Exercise description: Would you return the entries below word for word?

Study material:

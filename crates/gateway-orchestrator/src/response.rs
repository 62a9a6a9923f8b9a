//! Caller-facing views produced by the gateway.

use gateway_core::{
    AttemptFailure, Locality, ModelRoute, ModelTier, ProviderType, RateLimitSettings, TenantConfig,
};
use gateway_resilience::CircuitState;
use gateway_telemetry::{CostAnalytics, CostSummary, UsageRecord};
use serde::Serialize;

/// Token usage and spend of one response
#[derive(Debug, Clone, Copy, PartialEq, Serialize)]
#[serde(rename_all = "camelCase")]
pub struct ResponseUsage {
    /// Input tokens
    pub prompt_tokens: u32,
    /// Output tokens
    pub completion_tokens: u32,
    /// Spend in USD
    pub cost_usd: f64,
}

/// Completed chat response
#[derive(Debug, Clone, Serialize)]
#[serde(rename_all = "camelCase")]
pub struct ChatResponse {
    /// Gateway request ID
    pub id: String,
    /// Generated text
    pub text: String,
    /// Usage and spend
    pub usage: ResponseUsage,
    /// Provider that produced the text
    pub provider: String,
    /// Model that produced the text
    pub model: String,
    /// Served from cache
    pub cached: bool,
    /// Why generation stopped
    #[serde(skip_serializing_if = "Option::is_none")]
    pub finish_reason: Option<String>,
    /// Candidates that failed before this one succeeded
    #[serde(skip_serializing_if = "Vec::is_empty")]
    pub fallbacks: Vec<AttemptFailure>,
}

/// Breaker view of one provider
#[derive(Debug, Clone, Serialize)]
#[serde(rename_all = "camelCase")]
pub struct ProviderHealth {
    /// Provider ID
    pub name: String,
    /// Effective breaker state
    pub breaker_state: CircuitState,
    /// Provider kind
    #[serde(rename = "type")]
    pub provider_type: ProviderType,
    /// Routing locality
    pub locality: Locality,
}

/// Aggregate health
#[derive(Debug, Clone, Serialize)]
pub struct HealthReport {
    /// `healthy`, `degraded` (some breakers not closed) or `unhealthy` (all open)
    pub status: &'static str,
    /// Per-provider breaker states
    pub providers: Vec<ProviderHealth>,
}

impl HealthReport {
    pub(crate) fn from_providers(providers: Vec<ProviderHealth>) -> Self {
        let open = providers
            .iter()
            .filter(|p| p.breaker_state == CircuitState::Open)
            .count();
        let closed = providers
            .iter()
            .filter(|p| p.breaker_state == CircuitState::Closed)
            .count();
        let status = if providers.is_empty() || open == providers.len() {
            "unhealthy"
        } else if closed == providers.len() {
            "healthy"
        } else {
            "degraded"
        };
        Self { status, providers }
    }
}

/// Cost query
#[derive(Debug, Clone, Default)]
pub struct CostQuery {
    /// Restrict to one tenant
    pub tenant_id: Option<String>,
    /// Append up to this many of each tenant's newest records
    pub records: Option<usize>,
    /// Append trends, month-end projection and budget alerts
    pub analytics: bool,
}

/// Cost report entry for one tenant
#[derive(Debug, Clone, Serialize)]
#[serde(rename_all = "camelCase")]
pub struct TenantCosts {
    /// Aggregates
    #[serde(flatten)]
    pub summary: CostSummary,
    /// Newest records, when requested
    #[serde(skip_serializing_if = "Option::is_none")]
    pub records: Option<Vec<UsageRecord>>,
    /// Trends, projection and alerts, when requested
    #[serde(skip_serializing_if = "Option::is_none")]
    pub analytics: Option<CostAnalytics>,
}

/// Cost report
#[derive(Debug, Clone, Serialize)]
#[serde(rename_all = "camelCase")]
pub struct CostReport {
    /// Per-tenant entries
    pub tenants: Vec<TenantCosts>,
    /// Spend across the returned tenants
    pub total_cost_usd: f64,
}

/// Public view of a tenant's configuration
#[derive(Debug, Clone, Serialize)]
#[serde(rename_all = "camelCase")]
pub struct TenantView {
    /// Tenant ID
    pub id: String,
    /// Display name
    #[serde(skip_serializing_if = "Option::is_none")]
    pub name: Option<String>,
    /// Provider pool preference
    pub model_tier: ModelTier,
    /// Ordered routes
    pub models: Vec<ModelRoute>,
    /// Bucket parameters
    pub rate_limit: RateLimitSettings,
    /// Tokens currently available
    #[serde(skip_serializing_if = "Option::is_none")]
    pub available_tokens: Option<f64>,
    /// Whether callers must present a tenant key
    pub key_required: bool,
}

impl TenantView {
    pub(crate) fn new(tenant: &TenantConfig, available_tokens: Option<f64>) -> Self {
        Self {
            id: tenant.id.clone(),
            name: tenant.name.clone(),
            model_tier: tenant.model_tier,
            models: tenant.models.clone(),
            rate_limit: tenant.rate_limit,
            available_tokens,
            key_required: tenant.api_key.is_some(),
        }
    }
}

Solution to this task:
filename crates/gateway-orchestrator/src/response.rs
repository 62a9a6a9923f8b9a
//! Caller-facing views produced by the gateway.

use gateway_core::{
    AttemptFailure, Locality, ModelRoute, ModelTier, ProviderType, RateLimitSettings, TenantConfig,
};
use gateway_resilience::CircuitState;
use gateway_telemetry::{CostAnalytics, CostSummary, UsageRecord};
use serde::Serialize;

/// Token usage and spend of one response
#[derive(Debug, Clone, Copy, PartialEq, Serialize)]
#[serde(rename_all = "camelCase")]
pub struct ResponseUsage {
    /// Input tokens
    pub prompt_tokens: u32,
    /// Output tokens
    pub completion_tokens: u32,
    /// Spend in USD
    pub cost_usd: f64,
}

/// Completed chat response
#[derive(Debug, Clone, Serialize)]
#[serde(rename_all = "camelCase")]
pub struct ChatResponse {
    /// Gateway request ID
    pub id: String,
    /// Generated text
    pub text: String,
    /// Usage and spend
    pub usage: ResponseUsage,
    /// Provider that produced the text
    pub provider: String,
    /// Model that produced the text
    pub model: String,
    /// Served from cache
    pub cached: bool,
    /// Why generation stopped
    #[serde(skip_serializing_if = "Option::is_none")]
    pub finish_reason: Option<String>,
    /// Candidates that failed before this one succeeded
    #[serde(skip_serializing_if = "Vec::is_empty")]
    pub fallbacks: Vec<AttemptFailure>,
}

/// Breaker view of one provider
#[derive(Debug, Clone, Serialize)]
#[serde(rename_all = "camelCase")]
pub struct ProviderHealth {
    /// Provider ID
    pub name: String,
    /// Effective breaker state
    pub breaker_state: CircuitState,
    /// Provider kind
    #[serde(rename = "type")]
    pub provider_type: ProviderType,
    /// Routing locality
    pub locality: Locality,
}

/// Aggregate health
#[derive(Debug, Clone, Serialize)]
pub struct HealthReport {
    /// `healthy`, `degraded` (some breakers not closed) or `unhealthy` (all open)
    pub status: &'static str,
    /// Per-provider breaker states
    pub providers: Vec<ProviderHealth>,
}

impl HealthReport {
    pub(crate) fn from_providers(providers: Vec<ProviderHealth>) -> Self {
        let open = providers
            .iter()
            .filter(|p| p.breaker_state == CircuitState::Open)
            .count();
        let closed = providers
            .iter()
            .filter(|p| p.breaker_state == CircuitState::Closed)
            .count();
        let status = if providers.is_empty() || open == providers.len() {
            "unhealthy"
        } else if closed == providers.len() {
            "healthy"
        } else {
            "degraded"
        };
        Self { status, providers }
    }
}

/// Cost query
#[derive(Debug, Clone, Default)]
pub struct CostQuery {
    /// Restrict to one tenant
    pub tenant_id: Option<String>,
    /// Append up to this many of each tenant's newest records
    pub records: Option<usize>,
    /// Append trends, month-end projection and budget alerts
    pub analytics: bool,
}

/// Cost report entry for one tenant
#[derive(Debug, Clone, Serialize)]
#[serde(rename_all = "camelCase")]
pub struct TenantCosts {
    /// Aggregates
    #[serde(flatten)]
    pub summary: CostSummary,
    /// Newest records, when requested
    #[serde(skip_serializing_if = "Option::is_none")]
    pub records: Option<Vec<UsageRecord>>,
    /// Trends, projection and alerts, when requested
    #[serde(skip_serializing_if = "Option::is_none")]
    pub analytics: Option<CostAnalytics>,
}

/// Cost report
#[derive(Debug, Clone, Serialize)]
#[serde(rename_all = "camelCase")]
pub struct CostReport {
    /// Per-tenant entries
    pub tenants: Vec<TenantCosts>,
    /// Spend across the returned tenants
    pub total_cost_usd: f64,
}

/// Public view of a tenant's configuration
#[derive(Debug, Clone, Serialize)]
#[serde(rename_all = "camelCase")]
pub struct TenantView {
    /// Tenant ID
    pub id: String,
    /// Display name
    #[serde(skip_serializing_if = "Option::is_none")]
    pub name: Option<String>,
    /// Provider pool preference
    pub model_tier: ModelTier,
    /// Ordered routes
    pub models: Vec<ModelRoute>,
    /// Bucket parameters
    pub rate_limit: RateLimitSettings,
    /// Tokens currently available
    #[serde(skip_serializing_if = "Option::is_none")]
    pub available_tokens: Option<f64>,
    /// Whether callers must present a tenant key
    pub key_required: bool,
}

impl TenantView {
    pub(crate) fn new(tenant: &TenantConfig, available_tokens: Option<f64>) -> Self {
        Self {
            id: tenant.id.clone(),
            name: tenant.name.clone(),
            model_tier: tenant.model_tier,
            models: tenant.models.clone(),
            rate_limit: tenant.rate_limit,
            available_tokens,
            key_required: tenant.api_key.is_some(),
        }
    }
}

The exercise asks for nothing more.